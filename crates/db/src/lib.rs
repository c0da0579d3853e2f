//! PostgreSQL persistence for managed proxy hosts and import sessions.

use sqlx::postgres::PgPoolOptions;

pub mod models;
pub mod repositories;

pub type DbPool = sqlx::PgPool;

/// Create a connection pool from a database URL.
pub async fn create_pool(database_url: &str) -> Result<DbPool, sqlx::Error> {
    PgPoolOptions::new()
        .max_connections(20)
        .connect(database_url)
        .await
}

/// Run a trivial query to verify the database is reachable.
pub async fn health_check(pool: &DbPool) -> Result<(), sqlx::Error> {
    sqlx::query("SELECT 1").execute(pool).await?;
    Ok(())
}

/// Apply all pending migrations from `db/migrations`.
pub async fn run_migrations(pool: &DbPool) -> Result<(), sqlx::migrate::MigrateError> {
    sqlx::migrate!("../../db/migrations").run(pool).await
}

## WORK REQUEST
How many lines of the material above contain the word "PgPoolOptions"? Answer with the number only.

## SOLUTION FOR THIS PROBLEM
2